Esta noche asistiremos al desenlace del sainete montado por ese orquestador de fanfarrias que es Artur Mas. Pero desengáñense, gane la bandería que gane, sean separatistas o separadores, la cuestión catalana seguirá lejos de estar resuelta. La victoria, caiga del lado que caiga, será tan pírrica que el vencedor no podrá imponer su verdad ni su voluntad al derrotado. Si como apuntan las encuestas, el bloque soberanista logra la mayoría absoluta de escaños pero no ya de votos sino de electores (incluidos los que se abstienen), ¿qué legitimidad puede tener para declarar la independencia? Ambas partes están condenadas a entenderse y las elecciones del 27S no dejan de ser un interludio en esta tragicomedia nacional.

El ‘show’ continuará más allá de hoy y más tarde o más temprano unos y otros tendrán que buscar la manera de encajar a Cataluña en España, de seguir juntos pero no revueltos, visto que la actual autonomía no es suficiente. No lo digo yo, lo dicen 25 exministros de todos los partidos que han pasado por el Gobierno (UCD, PSOE y PP) en un manifiesto en el que abogan por una modificación consensuada de la sacrosanta Constitución que recoja «la singularidad» de Cataluña en el diseño territorial del país. Los firmantes consideran que «entre la independencia y la situación actual hay fórmulas convenientes para todos» y apuestan por un diálogo que permita satisfacer «las aspiraciones legítimas de los catalanes». No obstante, la mejor forma de conocer esas aspiraciones sería a través de un referéndum, como en Escocia o Quebec. Negar esa posibilidad es tener miedo a la democracia. Con todo, lo más probable es que este problema se resuelva como casi todo en este mundo: con dinero, otorgando a los catalanes un concierto económico similar al de vascos y navarros en los que ellos se coman y guisen sus impuestos.

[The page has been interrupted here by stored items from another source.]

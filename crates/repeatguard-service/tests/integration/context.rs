use std::sync::Arc;

use repeatguard_service::InvocationContext;
use repeatguard_service::backend::InMemoryBackend;

use crate::{arguments, ok, setup_guard};

#[tokio::test(flavor = "multi_thread", worker_threads = 4)]
async fn test_concurrent_calls_see_their_own_token() {
    let guard = setup_guard(Arc::new(InMemoryBackend::default()));

    let tasks = (0..8).map(|i| {
        let guard = guard.clone();
        tokio::spawn(async move {
            let id = format!("order-{i}");
            let seen = guard
                .invoke("checkout", &arguments(&id), |context| async move {
                    tokio::task::yield_now().await;
                    let child = context.spawn(async {
                        tokio::task::yield_now().await;
                        InvocationContext::current_token()
                    });
                    let child = child.await?;
                    let own = InvocationContext::current_token();
                    Ok::<_, anyhow::Error>((
                        own.map(|token| token.to_string()),
                        child.map(|token| token.to_string()),
                    ))
                })
                .await
                .unwrap();
            (id, seen)
        })
    });

    for task in futures::future::join_all(tasks).await {
        let (id, (own, child)) = task.unwrap();
        assert_eq!(own.as_deref(), Some(id.as_str()));
        assert_eq!(child.as_deref(), Some(id.as_str()));
    }
}

#[tokio::test]
async fn test_children_observe_cleared_context() {
    let guard = setup_guard(Arc::new(InMemoryBackend::default()));
    let (sender, receiver) = tokio::sync::oneshot::channel::<()>();

    let mut child = None;
    guard
        .invoke("checkout", &arguments("order-1"), |context| {
            let child = &mut child;
            async move {
                *child = Some(context.spawn(async move {
                    let context = InvocationContext::current().unwrap();
                    let _ = receiver.await;
                    context.get()
                }));
                Ok::<_, anyhow::Error>(ok())
            }
        })
        .await
        .unwrap();
    sender.send(()).unwrap();

    let token = child.unwrap().await.unwrap();
    assert_eq!(token, None);
    assert!(InvocationContext::current().is_none());
}
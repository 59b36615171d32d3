//! Request-level duplicate suppression for async operations.
//!
//! A [`RepeatGuard`](guard::RepeatGuard) wraps an operation together with a
//! [`RepeatPolicy`](policy::RepeatPolicy). For every uniqueness key derived from the call
//! arguments, the operation is executed at most once within the policy's protection window.
//! Duplicate calls either receive the original response or are rejected with the policy's
//! declared [`DuplicateError`](error::DuplicateError).
//!
//! All shared state lives in a [`Backend`](backend::Backend), so the guarantee holds across
//! processes and hosts as long as they share the same store.

#[macro_use]
pub mod metrics;

pub mod backend;
pub mod config;
pub mod context;
pub mod error;
pub mod guard;
pub mod lock;
pub mod logging;
pub mod policy;
pub mod response;
pub mod strategy;
pub mod utils;

pub use context::InvocationContext;
pub use error::{DuplicateError, GuardError};
pub use guard::{GuardedOperation, RepeatGuard, RepeatGuardBuilder};
pub use lock::IdempotencyLock;
pub use policy::{DuplicateKind, RepeatPolicy, Window};
pub use response::CachedResponse;
pub use strategy::{
    DuplicateHandler, Invocation, LastResponseHandler, PointerTokenProvider, TokenProvider,
};
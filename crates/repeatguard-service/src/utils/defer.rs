/// Guard that runs a closure when dropped, unless it was disarmed.
#[must_use = "the closure runs as soon as the guard is dropped"]
pub struct DeferGuard<F: FnOnce()>(Option<F>);

impl<F: FnOnce()> DeferGuard<F> {
    /// Disarms the guard and hands back the closure without running it.
    pub fn disarm(mut self) -> Option<F> {
        self.0.take()
    }
}

impl<F: FnOnce()> Drop for DeferGuard<F> {
    fn drop(&mut self) {
        if let Some(f) = self.0.take() {
            f()
        }
    }
}

/// Defers a closure, returning a `DeferGuard` that will
/// run it when dropped.
///
/// The closure also runs while unwinding, which makes this suitable for cleanup that has to
/// happen on every exit path of a function.
pub fn defer<F: FnOnce()>(f: F) -> DeferGuard<F> {
    DeferGuard(Some(f))
}

#[cfg(test)]
mod tests {
    use std::cell::Cell;

    use super::*;

    #[test]
    fn test_runs_on_drop() {
        let ran = Cell::new(false);
        {
            let _guard = defer(|| ran.set(true));
            assert!(!ran.get());
        }
        assert!(ran.get());
    }

    #[test]
    fn test_disarmed_guard_does_not_run() {
        let ran = Cell::new(false);
        let guard = defer(|| ran.set(true));
        assert!(guard.disarm().is_some());
        assert!(!ran.get());
    }

    #[test]
    fn test_runs_while_unwinding() {
        let ran = std::sync::atomic::AtomicBool::new(false);
        let result = std::panic::catch_unwind(|| {
            let _guard = defer(|| ran.store(true, std::sync::atomic::Ordering::SeqCst));
            panic!("boom");
        });
        assert!(result.is_err());
        assert!(ran.load(std::sync::atomic::Ordering::SeqCst));
    }
}
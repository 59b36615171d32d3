use tracing_subscriber::fmt::time::UtcTime;
use tracing_subscriber::fmt::{MakeWriter, fmt};
use tracing_subscriber::prelude::*;
use tracing_subscriber::util::SubscriberInitExt;

/// Installs a global subscriber writing one JSON object per event.
///
/// Errors logged through [`GuardError::internal`](crate::error::GuardError::internal) are
/// forwarded to sentry as well.
pub fn init_json_logging<W>(env_filter: &str, make_writer: W)
where
    W: for<'writer> MakeWriter<'writer> + Send + Sync + 'static,
{
    fmt()
        .with_timer(UtcTime::rfc_3339())
        .with_target(true)
        .with_env_filter(env_filter)
        .json()
        .flatten_event(true)
        .with_current_span(true)
        .with_span_list(true)
        .with_writer(make_writer)
        .finish()
        .with(sentry::integrations::tracing::layer())
        .init();
}
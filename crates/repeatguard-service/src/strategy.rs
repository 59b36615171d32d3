//! Pluggable policies for deriving uniqueness keys and answering duplicate calls.

use serde_json::Value;

use crate::policy::RepeatPolicy;
use crate::response::CachedResponse;

/// The identity of a single guarded call.
#[derive(Clone, Copy, Debug)]
pub struct Invocation<'a> {
    /// The name of the guarded operation.
    pub operation: &'a str,
    /// The arguments of the call, as a JSON document.
    pub arguments: &'a Value,
    /// The policy the call is guarded with.
    pub policy: &'a RepeatPolicy,
}

/// Derives the uniqueness key of a call.
///
/// Returning `None`, or a key that is blank, is treated as a misconfiguration of the guarded
/// operation.
pub trait TokenProvider: Send + Sync {
    fn resolve(&self, invocation: &Invocation<'_>) -> Option<String>;
}

impl<F> TokenProvider for F
where
    F: Fn(&Invocation<'_>) -> Option<String> + Send + Sync,
{
    fn resolve(&self, invocation: &Invocation<'_>) -> Option<String> {
        self(invocation)
    }
}

/// Resolves [`RepeatPolicy::token_keys`] as JSON pointers into the call arguments.
///
/// The resolved parts are joined with `:`. Strings are used verbatim, all other values with
/// their compact JSON rendering. If any pointer does not resolve to a non-null value, no key is
/// produced.
#[derive(Clone, Copy, Debug, Default)]
pub struct PointerTokenProvider;

impl TokenProvider for PointerTokenProvider {
    fn resolve(&self, invocation: &Invocation<'_>) -> Option<String> {
        let keys = &invocation.policy.token_keys;
        if keys.is_empty() {
            return None;
        }

        let mut parts = Vec::with_capacity(keys.len());
        for pointer in keys {
            let part = match invocation.arguments.pointer(pointer)? {
                Value::Null => return None,
                Value::String(s) => s.clone(),
                other => other.to_string(),
            };
            parts.push(part);
        }

        Some(parts.join(":"))
    }
}

/// Decides what a duplicate call returns.
pub trait DuplicateHandler: Send + Sync {
    /// Handles a duplicate call.
    ///
    /// `last_response` is the response of the first successful call, if it is still cached.
    /// Returning `Some` makes the duplicate call succeed with that value, which has to
    /// deserialize into the operation's result type. Returning `None` rejects the call with the
    /// policy's [`DuplicateError`](crate::error::DuplicateError).
    fn handle(
        &self,
        invocation: &Invocation<'_>,
        last_response: Option<&CachedResponse>,
        use_last_response: bool,
    ) -> anyhow::Result<Option<Value>>;
}

impl<F> DuplicateHandler for F
where
    F: Fn(&Invocation<'_>, Option<&CachedResponse>, bool) -> anyhow::Result<Option<Value>>
        + Send
        + Sync,
{
    fn handle(
        &self,
        invocation: &Invocation<'_>,
        last_response: Option<&CachedResponse>,
        use_last_response: bool,
    ) -> anyhow::Result<Option<Value>> {
        self(invocation, last_response, use_last_response)
    }
}

/// Replays the cached response of the first call, if the policy allows it.
#[derive(Clone, Copy, Debug, Default)]
pub struct LastResponseHandler;

impl DuplicateHandler for LastResponseHandler {
    fn handle(
        &self,
        _invocation: &Invocation<'_>,
        last_response: Option<&CachedResponse>,
        use_last_response: bool,
    ) -> anyhow::Result<Option<Value>> {
        match last_response {
            Some(response) if use_last_response => Ok(Some(response.payload()?)),
            _ => Ok(None),
        }
    }
}
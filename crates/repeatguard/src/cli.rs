//! Exposes the command line application.
use std::path::{Path, PathBuf};
use std::time::Duration;

use anyhow::{Context, Result};
use clap::{Parser, Subcommand};

use repeatguard_service::config::Config;
use repeatguard_service::{IdempotencyLock, backend, metrics};

use crate::commands;
use crate::logging;

/// Repeatguard commands.
#[derive(Clone, Debug, Subcommand)]
pub enum Command {
    /// Print the isolation token of a uniqueness key.
    ///
    /// With `--operation`, prints the tokens of the method lock and the cached response of that
    /// operation instead.
    Token {
        key: String,
        #[arg(long)]
        operation: Option<String>,
    },

    /// Claim a key.
    ///
    /// Without `--value`, only checks whether the key is already claimed.
    Claim {
        key: String,
        #[arg(long)]
        value: Option<String>,
        #[arg(long, value_parser = humantime::parse_duration)]
        ttl: Duration,
        /// Use a fixed window, do not extend the TTL of an existing entry.
        #[arg(long)]
        fixed: bool,
    },

    /// Print the value stored for a key.
    Peek { key: String },

    /// Re-arm the TTL of a key.
    Refresh {
        key: String,
        #[arg(long, value_parser = humantime::parse_duration)]
        ttl: Duration,
    },

    /// Delete a key.
    Release { key: String },

    /// Show the method lock and cached response of a guarded call.
    Inspect {
        key: String,
        #[arg(long)]
        operation: String,
    },
}

/// Command line interface parser.
#[derive(Debug, Parser)]
#[command(version, about)]
struct Cli {
    /// Path to your configuration file.
    #[arg(long, short, global = true, value_name = "FILE")]
    pub config: Option<PathBuf>,

    #[command(subcommand)]
    command: Command,
}

impl Cli {
    /// Returns the path to the configuration file.
    fn config(&self) -> Option<&Path> {
        self.config.as_deref()
    }
}

/// Runs the main application.
pub fn execute() -> Result<()> {
    let cli = Cli::parse();
    let config = Config::get(cli.config()).context("failed loading config")?;

    let sentry = sentry::init(sentry::ClientOptions {
        dsn: config.sentry_dsn.clone(),
        release: sentry::release_name!(),
        ..Default::default()
    });

    // SAFETY: we are in a single-threaded context, the runtime is only started below.
    unsafe { logging::init_logging(&config) };
    if let Some(ref statsd) = config.metrics.statsd {
        let mut tags = config.metrics.custom_tags.clone();

        if let Some(hostname_tag) = config.metrics.hostname_tag.clone() {
            if tags.contains_key(&hostname_tag) {
                tracing::warn!(
                    "tag {} defined both as hostname tag and as a custom tag",
                    hostname_tag
                );
            }
            if let Some(hostname) = hostname::get().ok().and_then(|s| s.into_string().ok()) {
                tags.insert(hostname_tag, hostname);
            }
        }
        if let Some(environment_tag) = config.metrics.environment_tag.clone() {
            if let Some(environment) = sentry.options().environment.as_ref() {
                tags.insert(environment_tag, environment.to_string());
            }
        }

        metrics::configure_statsd(&config.metrics.prefix, statsd, tags)?;
    }

    let runtime = tokio::runtime::Builder::new_multi_thread()
        .enable_all()
        .build()
        .context("failed to start the runtime")?;

    runtime.block_on(async {
        let backend = backend::from_config(&config.backend)
            .await
            .context("failed to connect to the backend")?;
        let lock = IdempotencyLock::with_prefix(backend, config.prefix.as_str());

        let output = commands::run(&lock, cli.command).await?;
        println!("{output}");
        Ok(())
    })
}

Sin embargo, durante el sainete electoral, cara a sus claques, ambos bandos se han mostrado inflexibles en sus posiciones, intercambiando todo tipo de asechanzas. Unos, con Rajoy, profeta del desconcierto, al frente, echando mano, una vez más, del discurso del miedo y amenazando a los otros con los siete males y alguno más si se independizan. Los otros, con Mas, charlatán de feria, a la cabeza, culpando a los unos de todos los males de Cataluña, vendiendo la secesión como el bálsamo de Fierabrás y prometiendo a sus Sanchos hacerlos dueños y señores de la ínsula Barataria. Ambas cuadrillas quedaron bien retratadas en la pendencia de banderas que protagonizaron en el balcón del Ayuntamiento de Barcelona ante la sonrisa cómplice y burlona del cizañero de Mas, el gran muñidor de esta astracanada, tan intoxicador o más que los motores diésel de Volkswagen, el tuerto que es virrey en el país de los ciegos, sordos y mudos.

Mas recuerda al general Prim, conde de Reus, que pinta Valle-Inclán en su ‘Ruedo ibérico’: un tipo egocéntrico, ambicioso y traidor, «aquel soldado de aventura que caracoleaba un caballo de naipes en todos los baratillos de estampas litográficas», que «más que reaccionario, es un pillastre», un ‘condottiero’ que «cuando menos se piense desembarcará en una playa española y hará la revolución en provecho suyo, sin respeto a los pactos comprometidos». Mas como Prim «ha sido toda la vida un jugador de ventaja».